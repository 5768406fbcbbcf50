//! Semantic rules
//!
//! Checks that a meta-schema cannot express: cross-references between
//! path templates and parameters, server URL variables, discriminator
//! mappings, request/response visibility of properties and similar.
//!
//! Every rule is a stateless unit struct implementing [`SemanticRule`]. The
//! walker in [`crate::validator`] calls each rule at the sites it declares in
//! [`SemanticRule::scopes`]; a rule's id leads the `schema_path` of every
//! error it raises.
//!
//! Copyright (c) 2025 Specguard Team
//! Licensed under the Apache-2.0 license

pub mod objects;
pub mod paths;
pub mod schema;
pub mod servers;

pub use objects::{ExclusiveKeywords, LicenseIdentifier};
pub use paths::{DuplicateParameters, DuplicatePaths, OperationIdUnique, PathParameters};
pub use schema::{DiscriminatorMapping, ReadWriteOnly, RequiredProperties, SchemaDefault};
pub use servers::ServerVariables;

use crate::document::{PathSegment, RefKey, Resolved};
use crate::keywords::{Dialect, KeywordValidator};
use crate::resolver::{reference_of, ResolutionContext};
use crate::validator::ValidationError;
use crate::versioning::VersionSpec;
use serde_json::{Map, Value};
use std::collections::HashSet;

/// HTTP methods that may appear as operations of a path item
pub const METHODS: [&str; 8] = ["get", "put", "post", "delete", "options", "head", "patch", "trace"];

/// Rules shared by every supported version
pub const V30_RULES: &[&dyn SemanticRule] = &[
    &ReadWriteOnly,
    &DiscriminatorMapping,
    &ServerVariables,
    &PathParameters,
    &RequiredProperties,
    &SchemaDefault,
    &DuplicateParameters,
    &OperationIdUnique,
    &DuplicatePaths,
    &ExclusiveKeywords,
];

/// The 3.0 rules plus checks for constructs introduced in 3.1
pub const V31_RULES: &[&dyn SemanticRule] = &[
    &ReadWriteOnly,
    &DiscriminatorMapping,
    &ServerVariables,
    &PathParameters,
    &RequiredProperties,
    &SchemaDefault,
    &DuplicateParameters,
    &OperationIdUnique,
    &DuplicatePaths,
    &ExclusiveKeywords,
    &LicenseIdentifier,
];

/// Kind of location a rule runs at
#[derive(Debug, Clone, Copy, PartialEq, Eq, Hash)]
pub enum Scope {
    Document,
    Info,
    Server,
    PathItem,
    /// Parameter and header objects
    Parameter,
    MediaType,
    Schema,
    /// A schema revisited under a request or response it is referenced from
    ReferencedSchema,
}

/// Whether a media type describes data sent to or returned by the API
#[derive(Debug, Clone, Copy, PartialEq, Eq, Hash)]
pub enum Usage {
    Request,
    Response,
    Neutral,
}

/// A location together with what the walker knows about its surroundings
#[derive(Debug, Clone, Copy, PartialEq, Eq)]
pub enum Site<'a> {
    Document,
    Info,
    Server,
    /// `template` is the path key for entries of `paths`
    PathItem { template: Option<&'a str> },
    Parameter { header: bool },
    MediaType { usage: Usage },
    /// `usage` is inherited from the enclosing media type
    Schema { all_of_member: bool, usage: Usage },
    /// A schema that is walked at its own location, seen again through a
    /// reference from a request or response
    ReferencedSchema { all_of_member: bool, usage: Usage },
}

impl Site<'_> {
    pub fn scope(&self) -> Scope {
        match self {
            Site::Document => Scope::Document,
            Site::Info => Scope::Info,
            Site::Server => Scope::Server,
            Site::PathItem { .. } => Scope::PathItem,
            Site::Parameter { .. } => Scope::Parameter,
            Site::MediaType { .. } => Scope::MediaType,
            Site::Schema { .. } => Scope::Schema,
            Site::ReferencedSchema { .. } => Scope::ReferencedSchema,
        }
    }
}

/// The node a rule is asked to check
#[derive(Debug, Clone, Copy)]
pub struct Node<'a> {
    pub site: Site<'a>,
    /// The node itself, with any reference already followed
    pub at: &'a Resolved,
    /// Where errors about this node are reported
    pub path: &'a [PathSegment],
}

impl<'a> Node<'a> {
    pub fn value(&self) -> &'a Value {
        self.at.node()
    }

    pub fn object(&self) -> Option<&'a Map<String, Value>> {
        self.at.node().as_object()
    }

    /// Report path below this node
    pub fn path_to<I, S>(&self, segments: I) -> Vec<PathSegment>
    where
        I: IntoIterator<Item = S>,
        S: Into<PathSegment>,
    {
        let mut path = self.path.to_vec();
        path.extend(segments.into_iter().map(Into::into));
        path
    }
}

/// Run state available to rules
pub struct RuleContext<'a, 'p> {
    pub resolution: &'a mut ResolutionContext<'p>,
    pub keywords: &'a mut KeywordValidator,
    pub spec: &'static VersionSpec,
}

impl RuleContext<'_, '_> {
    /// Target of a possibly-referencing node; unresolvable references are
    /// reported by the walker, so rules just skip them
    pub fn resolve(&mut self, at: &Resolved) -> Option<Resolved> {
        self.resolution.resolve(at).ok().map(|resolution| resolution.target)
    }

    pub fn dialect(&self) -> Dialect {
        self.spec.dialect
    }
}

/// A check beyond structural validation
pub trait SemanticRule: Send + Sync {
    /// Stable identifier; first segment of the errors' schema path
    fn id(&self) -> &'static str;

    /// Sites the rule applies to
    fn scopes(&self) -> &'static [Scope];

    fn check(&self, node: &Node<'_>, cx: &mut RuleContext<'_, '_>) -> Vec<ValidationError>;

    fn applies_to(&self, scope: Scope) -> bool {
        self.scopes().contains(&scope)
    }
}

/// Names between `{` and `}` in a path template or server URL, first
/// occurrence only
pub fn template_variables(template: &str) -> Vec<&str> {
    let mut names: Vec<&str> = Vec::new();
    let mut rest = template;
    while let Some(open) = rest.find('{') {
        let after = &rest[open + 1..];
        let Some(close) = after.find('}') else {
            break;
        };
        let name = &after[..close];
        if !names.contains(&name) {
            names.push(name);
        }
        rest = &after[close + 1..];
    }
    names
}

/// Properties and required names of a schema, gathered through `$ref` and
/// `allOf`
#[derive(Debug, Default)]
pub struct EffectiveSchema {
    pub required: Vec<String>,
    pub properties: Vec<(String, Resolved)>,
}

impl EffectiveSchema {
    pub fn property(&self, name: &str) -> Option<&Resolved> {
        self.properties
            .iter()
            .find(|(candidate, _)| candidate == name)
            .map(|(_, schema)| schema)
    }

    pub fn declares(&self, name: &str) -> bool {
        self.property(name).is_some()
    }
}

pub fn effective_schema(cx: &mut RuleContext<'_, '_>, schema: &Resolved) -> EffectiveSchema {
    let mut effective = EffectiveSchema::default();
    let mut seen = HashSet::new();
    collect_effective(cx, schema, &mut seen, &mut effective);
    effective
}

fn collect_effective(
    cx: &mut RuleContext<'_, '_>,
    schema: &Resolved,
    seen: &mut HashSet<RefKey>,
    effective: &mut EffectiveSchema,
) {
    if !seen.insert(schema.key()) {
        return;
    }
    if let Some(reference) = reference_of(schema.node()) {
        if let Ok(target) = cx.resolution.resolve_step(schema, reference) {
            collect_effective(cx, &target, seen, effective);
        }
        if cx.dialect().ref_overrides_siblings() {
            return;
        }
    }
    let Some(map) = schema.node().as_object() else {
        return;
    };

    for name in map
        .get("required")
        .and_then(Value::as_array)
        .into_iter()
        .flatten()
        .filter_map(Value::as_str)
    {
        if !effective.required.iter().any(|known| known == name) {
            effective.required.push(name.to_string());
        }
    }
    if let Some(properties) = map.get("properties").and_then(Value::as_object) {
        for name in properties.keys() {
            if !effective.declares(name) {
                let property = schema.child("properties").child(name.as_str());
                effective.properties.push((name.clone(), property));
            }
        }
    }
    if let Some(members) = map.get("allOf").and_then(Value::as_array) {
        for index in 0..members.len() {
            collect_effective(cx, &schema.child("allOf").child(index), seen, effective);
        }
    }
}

Your assignment — The first line of the records and every line down to the line with "properties and similar." must be quoted exactly; leave out all else.

Worked solution —
repository 5768406fbcbbcf50
//! Semantic rules
//!
//! Checks that a meta-schema cannot express: cross-references between
//! path templates and parameters, server URL variables, discriminator
//! mappings, request/response visibility of properties and similar.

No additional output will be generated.